Pyteomics documentation v2.1.5

Data access

«  Retention time prediction   ::   Contents   ::   Pyteomics API documentation  »

Data access

The following section is dedicated to data manipulation. Pyteomics aims to support the most common formats of (LC-)MS/MS data, peptide identification files and protein databases

mzML

mzML is an XML-based format for experimental data obtained on MS/MS or LC-MS setups. Pyteomics offers you the functionality of pyteomics.mzml module to gain access to the information contained in .mzML files from Python.

The main function in this module is pyteomics.mzml.read(). It allows the user to iterate through MS/MS spectra contained in an mzML file. Here is an example of its output:

>>> from pyteomics import mzml
>>> with mzml.read('tests/test.mzML') as reader:
>>>     print next(reader) # Retrieve the first spectrum from the file and print it.
{'MSn spectrum': '',
 'base peak intensity': 1471973.875,
 'base peak m/z': 810.415283203125,
 'defaultArrayLength': '19914',
 'highest observed m/z': 2000.0099466203771,
 'id': 'controllerType=0 controllerNumber=1 scan=1',
 'index': '0',
 'intensity array': array([ 0.,  0.,  0., ...,  0.,  0.,  0.], dtype=float32),
 'lowest observed m/z': 200.00018816645022,
 'm/z array': array([  200.00018817,   200.00043034,   200.00067252, ...,  1999.96151259,
                      1999.98572931,  2000.00994662]),
 'ms level': 1,
 'no combination': '',
 'positive scan': '',
 'precursorList': [],
 'profile spectrum': '',
 'scanList': [{'[Thermo Trailer Extra]Monoisotopic M/Z:': '810.41522216796875',
               'filter string': 'FTMS + p ESI Full ms [200.00-2000.00]',
               'preset scan configuration': '1',
               'scan start time': '0.0049350000000000002',
               'scanWindowList': [{'scan window lower limit': '200',
                                   'scan window upper limit': '2000'}]}],
 'total ion current': 15245068.0}

At the moment, the interface of pyteomics.mzml.read() is relatively low-level. It iterates through the spectra in the file and returns each one as a dict with selected fields stored. The interface is relatively raw and can be modified in the subsequent releases of Pyteomics.

MGF

Mascot Generic Format (MGF) is a simple human-readable format for MS/MS data. It allows storing MS/MS peak lists and exprimental parameters. pyteomics.mgf is a module that implements reading and writing MGF files.

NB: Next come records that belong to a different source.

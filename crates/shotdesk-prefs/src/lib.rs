// Copyright 2026 Phillip Cloud
// Licensed under the Apache License, Version 2.0

use anyhow::{Context, Result, anyhow, bail};
use rusqlite::{Connection, OptionalExtension, params};
use shotdesk_app::{PrefKey, PrefValue, PreferenceStore};
use std::collections::BTreeSet;
use std::env;
use std::fs;
use std::path::{Path, PathBuf};
use time::OffsetDateTime;
use time::format_description::well_known::Rfc3339;

pub const APP_NAME: &str = "shotdesk";

const PREFERENCE_COLUMNS: [&str; 3] = ["key", "value", "updated_at"];

const SCHEMA: &str = "
CREATE TABLE IF NOT EXISTS preferences (
  key TEXT PRIMARY KEY,
  value TEXT NOT NULL,
  updated_at TEXT NOT NULL
);
";

#[derive(Debug, Clone, PartialEq, Eq)]
pub struct StoredPreference {
    pub key: String,
    pub value: String,
    pub updated_at: OffsetDateTime,
}

/// SQLite-backed preference store. Writes go straight to disk.
pub struct PreferenceDb {
    conn: Connection,
}

impl PreferenceDb {
    pub fn open(path: &Path) -> Result<Self> {
        let printable = path.to_string_lossy().to_string();
        validate_db_path(&printable)?;
        if let Some(parent) = path.parent()
            && !parent.as_os_str().is_empty()
        {
            fs::create_dir_all(parent)
                .with_context(|| format!("create preference directory {}", parent.display()))?;
        }
        let conn = Connection::open(path)
            .with_context(|| format!("open preferences at {}", path.display()))?;
        configure_connection(&conn)?;
        Ok(Self { conn })
    }

    pub fn open_memory() -> Result<Self> {
        let conn = Connection::open_in_memory().context("open in-memory preferences")?;
        configure_connection(&conn)?;
        Ok(Self { conn })
    }

    pub fn raw_connection(&self) -> &Connection {
        &self.conn
    }

    pub fn bootstrap(&self) -> Result<()> {
        self.conn
            .execute_batch(SCHEMA)
            .context("create preferences table")?;
        validate_schema(&self.conn)
    }

    pub fn get_raw(&self, key: &str) -> Result<Option<String>> {
        self.conn
            .query_row(
                "SELECT value FROM preferences WHERE key = ?",
                params![key],
                |row| row.get::<_, String>(0),
            )
            .optional()
            .with_context(|| format!("read preference {key}"))
    }

    pub fn put_raw(&self, key: &str, value: &str) -> Result<()> {
        let now = now_rfc3339()?;
        self.conn
            .execute(
                "
                INSERT INTO preferences (key, value, updated_at)
                VALUES (?, ?, ?)
                ON CONFLICT(key) DO UPDATE SET
                  value = excluded.value,
                  updated_at = excluded.updated_at
                ",
                params![key, value, now],
            )
            .with_context(|| format!("upsert preference {key}"))?;
        Ok(())
    }

    pub fn get_pref(&self, key: PrefKey) -> Result<Option<PrefValue>> {
        let name = key.as_str();
        let raw = self.get_raw(&name)?;
        raw.map(|value| {
            PrefValue::parse_for_key(key, &value).ok_or_else(|| {
                anyhow!("preference `{name}` has invalid value `{value}`; toggle it again in the roster view")
            })
        })
        .transpose()
    }

    pub fn put_pref(&self, key: PrefKey, value: PrefValue) -> Result<()> {
        let name = key.as_str();
        let raw = value.to_storage(key).ok_or_else(|| {
            anyhow!(
                "preference `{name}` expected a {:?} value",
                key.expected_value_kind()
            )
        })?;
        self.put_raw(&name, &raw)
    }

    pub fn list_preferences(&self) -> Result<Vec<StoredPreference>> {
        let mut stmt = self
            .conn
            .prepare("SELECT key, value, updated_at FROM preferences ORDER BY key")
            .context("prepare preference listing")?;
        let rows = stmt
            .query_map([], |row| {
                Ok((
                    row.get::<_, String>(0)?,
                    row.get::<_, String>(1)?,
                    row.get::<_, String>(2)?,
                ))
            })
            .context("list preferences")?;

        let mut preferences = Vec::new();
        for row in rows {
            let (key, value, updated_at) = row.context("decode preference row")?;
            let updated_at = OffsetDateTime::parse(&updated_at, &Rfc3339)
                .with_context(|| format!("parse updated_at for preference {key}"))?;
            preferences.push(StoredPreference {
                key,
                value,
                updated_at,
            });
        }
        Ok(preferences)
    }

    /// Fails on the first stored key or value the roster view would not
    /// understand. Returns the number of stored preferences.
    pub fn validate(&self) -> Result<usize> {
        let preferences = self.list_preferences()?;
        for preference in &preferences {
            let key = PrefKey::parse(&preference.key).ok_or_else(|| {
                anyhow!(
                    "unknown preference key `{}`; remove it from the preference database",
                    preference.key
                )
            })?;
            if PrefValue::parse_for_key(key, &preference.value).is_none() {
                bail!(
                    "preference `{}` has invalid value `{}`",
                    preference.key,
                    preference.value
                );
            }
        }
        Ok(preferences.len())
    }
}

impl PreferenceStore for PreferenceDb {
    fn get(&self, key: PrefKey) -> Result<Option<String>> {
        self.get_raw(&key.as_str())
    }

    fn set(&mut self, key: PrefKey, value: &str) -> Result<()> {
        self.put_raw(&key.as_str(), value)
    }
}

pub fn default_prefs_path() -> Result<PathBuf> {
    if let Some(override_path) = env::var_os("SHOTDESK_PREFS_PATH") {
        return Ok(PathBuf::from(override_path));
    }

    let data_root = dirs::data_local_dir().ok_or_else(|| {
        anyhow!("cannot resolve data directory; set SHOTDESK_PREFS_PATH to a writable path")
    })?;

    let app_dir = data_root.join(APP_NAME);
    fs::create_dir_all(&app_dir)
        .with_context(|| format!("create data directory {}", app_dir.display()))?;
    Ok(app_dir.join("prefs.db"))
}

pub fn validate_db_path(path: &str) -> Result<()> {
    if path.is_empty() {
        bail!("preference path must not be empty");
    }
    if path == ":memory:" {
        return Ok(());
    }

    if let Some(index) = path.find("://")
        && index > 0
    {
        let scheme = &path[..index];
        if scheme.chars().all(char::is_alphabetic) {
            bail!(
                "preference path {path:?} looks like a URI ({scheme}://); pass a filesystem path instead"
            );
        }
    }

    if path.starts_with("file:") {
        bail!("preference path {path:?} uses file: URI syntax; pass a plain filesystem path");
    }

    if path.contains('?') {
        bail!("preference path {path:?} contains '?'; use a plain file path");
    }

    Ok(())
}

fn validate_schema(conn: &Connection) -> Result<()> {
    let mut stmt = conn
        .prepare("PRAGMA table_info(preferences)")
        .context("inspect preference columns")?;
    let columns = stmt
        .query_map([], |row| row.get::<_, String>(1))
        .context("query preference columns")?
        .collect::<rusqlite::Result<BTreeSet<String>>>()
        .context("decode preference columns")?;

    let missing: Vec<&str> = PREFERENCE_COLUMNS
        .iter()
        .copied()
        .filter(|column| !columns.contains(*column))
        .collect();
    if !missing.is_empty() {
        bail!(
            "table `preferences` is missing required columns: {}; delete the preference file to recreate it",
            missing.join(", ")
        );
    }
    Ok(())
}

fn configure_connection(conn: &Connection) -> Result<()> {
    conn.execute_batch(
        "
        PRAGMA journal_mode = WAL;
        PRAGMA synchronous = NORMAL;
        PRAGMA busy_timeout = 5000;
        ",
    )
    .context("configure sqlite pragmas")
}

fn now_rfc3339() -> Result<String> {
    OffsetDateTime::now_utc()
        .format(&Rfc3339)
        .context("format current timestamp")
}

Similar to pyteomics.mzml, pyteomics.mgf has a read() function. It allows iterating through spectrum entries. Spectra are represented as dictionaries. MS/MS peak lists are stored as numpy.array objects masses and intensities. Parameters are stored as a dict under ‘params’ key.

Here is an example of use:

>>> from pyteomics import mgf
>>> with mgf.read('tests/test.mgf') as reader:
>>>     print next(reader) # Retrieve the first spectrum from the file and print it.
{'m/z array': array([  345.1,   370.2,   460.2,  1673.3,  1674. ,  1675.3]),
'charge array': array([ 3,  2,  1,  1,  1,  1]),
'params': {'username': 'Lou Scene', 'useremail': 'leu@altered-state.edu',
'mods': 'Carbamidomethyl (C)', 'itolu': 'Da', 'title': 'Spectrum 2',
'rtinseconds': '25', 'itol': '1', 'charge': '2+ and 3+',
'mass': 'Monoisotopic', 'it_mods': 'Oxidation (M)',
'pepmass': (1084.9, 1234.0),
'com': 'Based on http://www.matrixscience.com/help/data_file_help.html',
'scans': '3'},
'intensity array': array([  237.,   128.,   108.,  1007.,   974.,    79.])}

Also, pyteomics.mgf allows to extract headers with general parameters from MGF files with read_header() function. It also returns a dict.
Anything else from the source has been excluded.